It runs a video engine in which multiple layers can be filtered thru
effect chains and then mixed together with images, movies, live
cameras, particle generators, text scrollers and vector graphics. All
the resulting video mix can be shown on a screen, encoded into a movie
and streamed live to the internet.
FreeJ can be controlled locally or remotely, also from multiple places
at the same time, using its ascii console interface; operations can be
scripted in javascript and triggered live via keyboard, mouse, MIDI
controllers, Joysticks, OSC clients, Wiimotes and more devices.
FreeJ's sourcecode is written in portable C and C++ and it works on
most platforms supported by the GNU C compiler, including 32bit and
64bit processors, PowerPC and various ARM flavours.

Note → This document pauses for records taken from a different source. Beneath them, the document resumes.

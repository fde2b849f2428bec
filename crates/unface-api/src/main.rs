//! Axum API server binary.

use std::net::SocketAddr;

use anyhow::Context;
use tracing::{info, warn};
use tracing_subscriber::{fmt, prelude::*, EnvFilter};

use unface_api::{create_router, metrics, ApiConfig, AppState};
use unface_rekognition::RekognitionConfig;

#[tokio::main]
async fn main() -> anyhow::Result<()> {
    // Load environment variables
    dotenvy::dotenv().ok();

    init_tracing();

    info!("Starting unface-api");

    // Fail fast on missing credentials instead of at the first request
    let config = ApiConfig::from_env().context("Invalid server configuration")?;
    let provider = RekognitionConfig::from_env().context("Invalid AWS Rekognition configuration")?;
    info!(
        host = %config.host,
        port = config.port,
        region = %provider.region,
        detection_timeout_secs = config.detection_timeout.as_secs(),
        rate_limit_rps = ?config.rate_limit_rps,
        "API config loaded"
    );

    let metrics_handle = if config.metrics_enabled {
        info!("Prometheus metrics enabled at /metrics");
        Some(metrics::init_metrics().context("Failed to install Prometheus recorder")?)
    } else {
        None
    };

    let addr: SocketAddr = format!("{}:{}", config.host, config.port)
        .parse()
        .with_context(|| format!("Invalid bind address {}:{}", config.host, config.port))?;

    let state = AppState::with_rekognition(config, provider);
    let app = create_router(state, metrics_handle);

    let listener = tokio::net::TcpListener::bind(addr)
        .await
        .with_context(|| format!("Failed to bind {addr}"))?;
    info!("Unface Age Detection API listening on {}", addr);

    axum::serve(listener, app.into_make_service_with_connect_info::<SocketAddr>())
        .with_graceful_shutdown(shutdown_signal())
        .await
        .context("Server error")?;

    info!("Server shutdown complete");
    Ok(())
}

/// Colored text output for dev, JSON when `LOG_FORMAT=json`.
fn init_tracing() {
    let use_json = std::env::var("LOG_FORMAT")
        .map(|v| v.eq_ignore_ascii_case("json"))
        .unwrap_or(false);

    let env_filter = EnvFilter::try_from_default_env()
        .unwrap_or_else(|_| EnvFilter::new("unface_api=info,unface_rekognition=info"));

    if use_json {
        tracing_subscriber::registry()
            .with(fmt::layer().json())
            .with(env_filter)
            .init();
    } else {
        tracing_subscriber::registry()
            .with(
                fmt::layer()
                    .with_ansi(true)
                    .with_target(true)
                    .with_thread_ids(false)
                    .with_file(false)
                    .with_line_number(false),
            )
            .with(env_filter)
            .init();
    }
}

async fn shutdown_signal() {
    let ctrl_c = async {
        if let Err(e) = tokio::signal::ctrl_c().await {
            warn!("Failed to listen for CTRL+C: {}", e);
            std::future::pending::<()>().await;
        }
    };

    #[cfg(unix)]
    let terminate = async {
        match tokio::signal::unix::signal(tokio::signal::unix::SignalKind::terminate()) {
            Ok(mut signal) => {
                signal.recv().await;
            }
            Err(e) => {
                warn!("Failed to listen for SIGTERM: {}", e);
                std::future::pending::<()>().await;
            }
        }
    };

    #[cfg(not(unix))]
    let terminate = std::future::pending::<()>();

    tokio::select! {
        _ = ctrl_c => {},
        _ = terminate => {},
    }

    info!("Received shutdown signal");
}
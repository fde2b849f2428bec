//! Health check handler.

use axum::Json;
use serde::Serialize;

/// Service name reported by the health check.
pub const SERVICE_NAME: &str = "unface-age-detection";

/// Health response.
#[derive(Debug, Serialize)]
pub struct HealthResponse {
    pub status: &'static str,
    pub service: &'static str,
}

/// Health check endpoint.
///
/// Always healthy; the detection provider is not contacted.
pub async fn health() -> Json<HealthResponse> {
    Json(HealthResponse {
        status: "ok",
        service: SERVICE_NAME,
    })
}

FreeJ is released free under the GNU General Public License (v3).
:: FEATURES
++ reads and renders layers from multiple sources:
webcams, TV, divx/avi movies, images, txt files and more
++ can encode in Ogg/Theora video, recording on local file
and streaming live to an online Icecast server
++ can be controlled from remote: VJoE - VeeJay over Ethernet
++ can be scripted in object oriented javascript
++ supports frei0r and freeframe video plugins
++ very efficient video engine with multithreaded layers
++ Emacs/Vi style console with hotkeys and completion
++ multiple controllers at the same time (Midi,Joystick etc.)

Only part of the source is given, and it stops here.